The Continual Violence Is Wearing Down The Mental Health Of Myanmar Children

Van Thawng Thawng’s phone buzzed as a series of notifications popped up.
“Has anyone talked to Ezekiel?”?In the Chin Student Union Facebook group, which represents students from Myanmar’s northwestern Chin state, someone asked. The 20-year-old union leader had not been heard from.
A friend called Van Thawng Thawng a week later to tell him that Ezekiel’s body had been found.
He was believed to have been beaten to death by security forces. Thawng Van Thawng was devastated.
“I feel really stressed and angry, especially towards the military. Ezekiel is not the only one,” said Van Thawng Thawng, a former Chin student and the general secretary of the same union. “One of my classmates was detained and another was killed trying to save his sister at a protest, and my mother, uncle, and grandmother have all passed away in recent months.”
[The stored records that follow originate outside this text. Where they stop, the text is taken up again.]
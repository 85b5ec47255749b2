//! `Herdbook` - a single-operator ranch management core
//!
//! This crate tracks livestock inventory, pasture allocation, daily
//! operational checklists, market price references, and payroll for fixed
//! and day-labor workers, and derives profitability metrics from them.
//! Persistence is one CSV table per entity with whole-file
//! read-modify-write on every mutation.

// Deny the most critical lints that could lead to bugs or security issues
#![deny(
    // Security and correctness
    unsafe_code,
    unsafe_op_in_unsafe_fn,

    // Code quality - things that are almost always bugs
    unreachable_code,
    unreachable_patterns,
    unused_must_use,

    // Documentation - broken links are bugs
    rustdoc::broken_intra_doc_links,
    rustdoc::private_intra_doc_links,
)]
// Warn on things that should be fixed but aren't necessarily bugs
#![warn(
    // Documentation - missing docs should be added gradually
    missing_docs,

    // Clippy categories for overall code quality
    clippy::all,
    clippy::pedantic,
    clippy::nursery,

    // Performance
    clippy::inefficient_to_string,
    clippy::large_types_passed_by_value,
    clippy::needless_pass_by_value,

    // Correctness
    clippy::clone_on_ref_ptr,
    clippy::dbg_macro,
    clippy::exit,
    clippy::expect_used,
    clippy::float_cmp,
    clippy::panic,
    clippy::todo,
    clippy::unimplemented,
    clippy::unwrap_used,

    // Complexity and readability
    clippy::cognitive_complexity,
    clippy::large_enum_variant,
    clippy::match_same_arms,
    clippy::too_many_lines,

    // Style consistency
    clippy::enum_glob_use,
    clippy::inconsistent_struct_constructor,
    clippy::must_use_candidate,
    clippy::redundant_closure_for_method_calls,
    clippy::semicolon_if_nothing_returned,
    clippy::wildcard_imports,

    // Future compatibility
    future_incompatible,
    rust_2018_idioms,
)]
// Allow some pedantic lints that are too noisy or not applicable
#![allow(
    clippy::module_name_repetitions,  // Common pattern in Rust
    clippy::missing_errors_doc,        // Will add gradually
    clippy::missing_panics_doc,        // Will add gradually
)]

/// Configuration management for storage layout and valuation constants
pub mod config;
/// Core business logic - ledgers, market reference, and valuation engine
pub mod core;
/// Record types persisted as CSV tables, one module per entity
pub mod entities;
/// Unified error types and result handling
pub mod errors;
/// CSV-backed record store and the additive schema migrator
pub mod store;

#[cfg(test)]
pub mod test_utils;
//! Valuation constants.
//!
//! The weight-to-price-unit divisor encodes a carcass-yield assumption
//! (the observed deployments price cattle per 30 kg of live weight).
//! Different installations tune it, so it is a configuration value rather
//! than a literal in the valuation engine.

use serde::Deserialize;

/// Constants consumed by the valuation engine.
#[derive(Debug, Clone, Deserialize)]
pub struct PricingConfig {
    /// Kilograms of live weight per priced unit. A 300 kg steer at the
    /// default 30.0 is worth ten units of the quoted cattle price.
    #[serde(default = "default_weight_unit_kg")]
    pub weight_unit_kg: f64,
}

fn default_weight_unit_kg() -> f64 {
    30.0
}

impl Default for PricingConfig {
    fn default() -> Self {
        Self {
            weight_unit_kg: default_weight_unit_kg(),
        }
    }
}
Van Thawng Thawng’s mother died of cancer, but based on their symptoms he believes his uncle and grandmother had COVID-19, though limited testing leaves him unsure.
It’s hard to comfort people and make them feel better when everyone is dying and everyone is depressed.
Across Myanmar, young people express anger, sadness, and helplessness over the military’s power grab on February 1 and its brutal suppression of anti-coup protests. These feelings have only intensified since July when COVID-19 cases exploded across the country.
Many people are dealing with the grief of losing loved ones to disease and violence in recent years.
Yet, as the world grapples with more immediate dangers such as basic security and access to medicine, mental health has been given a back seat. However, experts warn that the psychological toll is growing as depression and suicide rates rise.